Hey everybody. Welcome to the 245 episode of the Dad’s Guide to Twins podcast. This is Joe Rawlinson. As always, you can find me on the web at twindadpodcast.com. Where you’ll find the complete transcript for this episode. And you can listen to all previous podcast episodes. Today we are continuing our father twins interview series with twin dads Chris and Kyle as they share their journey raising boy girl twins. Want to let you know that today’s show is brought to you by my second book for dads. It’s called “Dad’s Guide to Raising Twins: How to thrive as a father of twins”. You can learn more about this book at raisingtwinsbook.com. Now let’s jump straight into the interview. Today, I would like to welcome to the show fathers of twins, Kyle Strickland and Chris Mason. Welcome to the show, guys.
Thank you for having us.
How old are your twins right now? And what’s something really exciting about this age?

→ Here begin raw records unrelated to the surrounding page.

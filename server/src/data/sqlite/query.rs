//! Execution of built [`SelectQuery`]s against SQLite

use sqlx::query::Query;
use sqlx::sqlite::{SqliteArguments, SqliteRow};
use sqlx::{Row, Sqlite, SqlitePool};

use super::SqliteError;
use crate::data::filters::{SelectQuery, SqlValue};

type SqliteQuery<'q> = Query<'q, Sqlite, SqliteArguments<'q>>;

/// Bind values to `?` placeholders in order
pub fn bind_all<'q>(mut query: SqliteQuery<'q>, values: &[SqlValue]) -> SqliteQuery<'q> {
    for value in values {
        query = match value {
            SqlValue::Text(s) => query.bind(s.clone()),
            SqlValue::Int(i) => query.bind(*i),
        };
    }
    query
}

/// Run the SELECT and return raw rows
pub async fn fetch_rows(pool: &SqlitePool, query: &SelectQuery) -> Result<Vec<SqliteRow>, SqliteError> {
    let sql = query.to_sql();
    let params = query.params();
    tracing::trace!(%sql, params = params.len(), "Executing select");
    let rows = bind_all(sqlx::query(&sql), &params).fetch_all(pool).await?;
    Ok(rows)
}

/// Count rows matching the query's filters (ignores order and paging)
pub async fn count_rows(pool: &SqlitePool, query: &SelectQuery) -> Result<u64, SqliteError> {
    let sql = query.count_sql();
    tracing::trace!(%sql, params = query.params.len(), "Executing count");
    let row = bind_all(sqlx::query(&sql), query.filter_params())
        .fetch_one(pool)
        .await?;
    let total: i64 = row.try_get(0)?;
    Ok(u64::try_from(total).unwrap_or_default())
}

/// Text column, or empty when it was not projected
pub fn text(row: &SqliteRow, column: &str) -> String {
    row.try_get::<String, _>(column).unwrap_or_default()
}

/// Integer column, or zero when it was not projected
pub fn int(row: &SqliteRow, column: &str) -> i64 {
    row.try_get::<i64, _>(column).unwrap_or_default()
}

#[cfg(test)]
mod tests {
    use super::*;
    use crate::data::filters::{Chain, TableMetadata, columns};
    use crate::data::sqlite::SqliteService;

    #[tokio::test]
    async fn test_fetch_and_count_with_bound_params() {
        let db = SqliteService::in_memory().await.unwrap();
        for (id, name, t) in [("gid-a", "alpha", 1_i64), ("gid-b", "beta", 2), ("gid-c", "gamma", 3)] {
            sqlx::query(
                r#"INSERT INTO "group" (group_id, group_path, name, create_time, update_time, status_time)
                   VALUES (?, ?, ?, ?, ?, ?)"#,
            )
            .bind(id)
            .bind(format!("{}.", id))
            .bind(name)
            .bind(t)
            .bind(t)
            .bind(t)
            .execute(db.pool())
            .await
            .unwrap();
        }

        let meta = TableMetadata::identity();
        let mut query = Chain::new(&meta, columns::TABLE_GROUP).into_query();
        query.and_where(
            "group_id IN (?, ?)".to_string(),
            [SqlValue::from("gid-a"), SqlValue::from("gid-c")],
        );
        query.limit = Some(1);
        query.offset = Some(1);
        query.order_by = Some((
            columns::COLUMN_CREATE_TIME.to_string(),
            crate::data::filters::SortDirection::Asc,
        ));

        assert_eq!(count_rows(db.pool(), &query).await.unwrap(), 2);

        let rows = fetch_rows(db.pool(), &query).await.unwrap();
        assert_eq!(rows.len(), 1);
        assert_eq!(text(&rows[0], "group_id"), "gid-c");
        assert_eq!(int(&rows[0], "create_time"), 3);
        assert_eq!(text(&rows[0], "not_a_column"), "");
    }
}
//! Filter value types
//!
//! Request fields are read as [`FieldValue`] and normalized into
//! [`FilterValue`] before any predicate is attached. Bound parameters are
//! collected as [`SqlValue`]s in insertion order.

use serde::Serialize;

/// A single bound SQL parameter
#[derive(Debug, Clone, PartialEq, Eq, Serialize)]
#[serde(untagged)]
pub enum SqlValue {
    Text(String),
    Int(i64),
}

impl From<&str> for SqlValue {
    fn from(s: &str) -> Self {
        Self::Text(s.to_string())
    }
}

impl From<String> for SqlValue {
    fn from(s: String) -> Self {
        Self::Text(s)
    }
}

impl From<i64> for SqlValue {
    fn from(v: i64) -> Self {
        Self::Int(v)
    }
}

/// Collects SQL parameters during query building (maintains insertion order)
#[derive(Debug, Default, Clone, PartialEq, Eq)]
pub struct SqlParams {
    pub values: Vec<SqlValue>,
}

impl SqlParams {
    pub fn push(&mut self, value: impl Into<SqlValue>) {
        self.values.push(value.into());
    }

    pub fn len(&self) -> usize {
        self.values.len()
    }

    pub fn is_empty(&self) -> bool {
        self.values.is_empty()
    }
}

/// Raw value of a request field, as exposed by a request's field table
#[derive(Debug, Clone, Copy, PartialEq, Eq)]
pub enum FieldValue<'a> {
    /// Plain string (empty means "not set")
    Str(&'a str),
    /// Wrapped string (`None` means "not set")
    OptStr(Option<&'a str>),
    /// Wrapped 32-bit integer (`None` means "not set")
    OptInt(Option<i32>),
    /// Repeated string field
    StrList(&'a [String]),
    /// Any shape that never participates in filtering (flags, paging values)
    Other,
}

/// Normalized filter value: a non-empty ordered list of scalars
#[derive(Debug, Clone, PartialEq, Eq)]
pub enum FilterValue {
    Strings(Vec<String>),
    Ints(Vec<i64>),
}

impl FilterValue {
    /// Normalize a raw field value; `None` means the filter is absent.
    pub fn normalize(value: FieldValue<'_>) -> Option<Self> {
        match value {
            FieldValue::Str("") => None,
            FieldValue::Str(s) => Some(Self::Strings(vec![s.to_string()])),
            FieldValue::OptStr(v) => v.map(|s| Self::Strings(vec![s.to_string()])),
            FieldValue::OptInt(v) => v.map(|i| Self::Ints(vec![i64::from(i)])),
            FieldValue::StrList(list) => {
                let values: Vec<String> = list
                    .iter()
                    .filter(|s| !s.is_empty())
                    .cloned()
                    .collect();
                if values.is_empty() {
                    None
                } else {
                    Some(Self::Strings(values))
                }
            }
            FieldValue::Other => None,
        }
    }

    pub fn len(&self) -> usize {
        match self {
            Self::Strings(v) => v.len(),
            Self::Ints(v) => v.len(),
        }
    }

    pub fn is_empty(&self) -> bool {
        self.len() == 0
    }

    /// The string terms, if this value is a list of strings
    pub fn as_strings(&self) -> Option<&[String]> {
        match self {
            Self::Strings(v) => Some(v),
            Self::Ints(_) => None,
        }
    }

    /// Convert into bound parameters, preserving order
    pub fn into_sql_values(self) -> Vec<SqlValue> {
        match self {
            Self::Strings(v) => v.into_iter().map(SqlValue::Text).collect(),
            Self::Ints(v) => v.into_iter().map(SqlValue::Int).collect(),
        }
    }
}
/// List groups matching filters, root groups, search word and paging
#[utoipa::path(
    post,
    path = "/api/v1/groups/describe",
    tag = "groups",
    request_body = DescribeGroupsRequest,
    responses(
        (status = 200, description = "Matching groups", body = DescribeGroupsResponse),
        (status = 400, description = "Malformed body, oversized filter or invalid sort key")
    )
)]
pub async fn describe_groups(
    State(state): State<IdentityApiState>,
    ValidatedJson(req): ValidatedJson<DescribeGroupsRequest>,
) -> Result<Json<DescribeGroupsResponse>, ApiError> {
    let page = state.identity.describe_groups(&req).await?;
    Ok(Json(DescribeGroupsResponse {
        group_set: page.groups.into_iter().map(GroupDto::from).collect(),
        total_count: page.total,
    }))
}

/// Add every user to every group
#[utoipa::path(
    post,
    path = "/api/v1/groups/join",
    tag = "groups",
    request_body = MembershipRequest,
    responses(
        (status = 200, description = "Bindings created", body = JoinGroupResponse),
        (status = 403, description = "A user is already in a group"),
        (status = 404, description = "Unknown user or group")
    )
)]
pub async fn join_group(
    State(state): State<IdentityApiState>,
    ValidatedJson(body): ValidatedJson<MembershipRequest>,
) -> Result<Json<JoinGroupResponse>, ApiError> {
    let bindings = state
        .identity
        .join_group(&body.user_ids, &body.group_ids)
        .await?;
    Ok(Json(JoinGroupResponse {
        bindings: bindings.into_iter().map(BindingDto::from).collect(),
    }))
}

/// Remove every user from every group
#[utoipa::path(
    post,
    path = "/api/v1/groups/leave",
    tag = "groups",
    request_body = MembershipRequest,
    responses(
        (status = 200, description = "Bindings removed", body = LeaveGroupResponse),
        (status = 403, description = "A user is not in a group")
    )
)]
pub async fn leave_group(
    State(state): State<IdentityApiState>,
    ValidatedJson(body): ValidatedJson<MembershipRequest>,
) -> Result<Json<LeaveGroupResponse>, ApiError> {
    let removed = state
        .identity
        .leave_group(&body.user_ids, &body.group_ids)
        .await?;
    Ok(Json(LeaveGroupResponse { removed }))
}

They are they will be two next month, something that’s exciting about this age. You know, they’re getting into the toddler phase, I think what’s really interesting now is they’re really getting into that independent nature where they can play by themselves and seeing them interact with each other and play with them. But they aren’t as needy on to us to play with them. So we can leave them alone for a little while. And it’s just kind of cool to see them really grow into those personalities and just really kind of start to interact with each other in a lot of different ways.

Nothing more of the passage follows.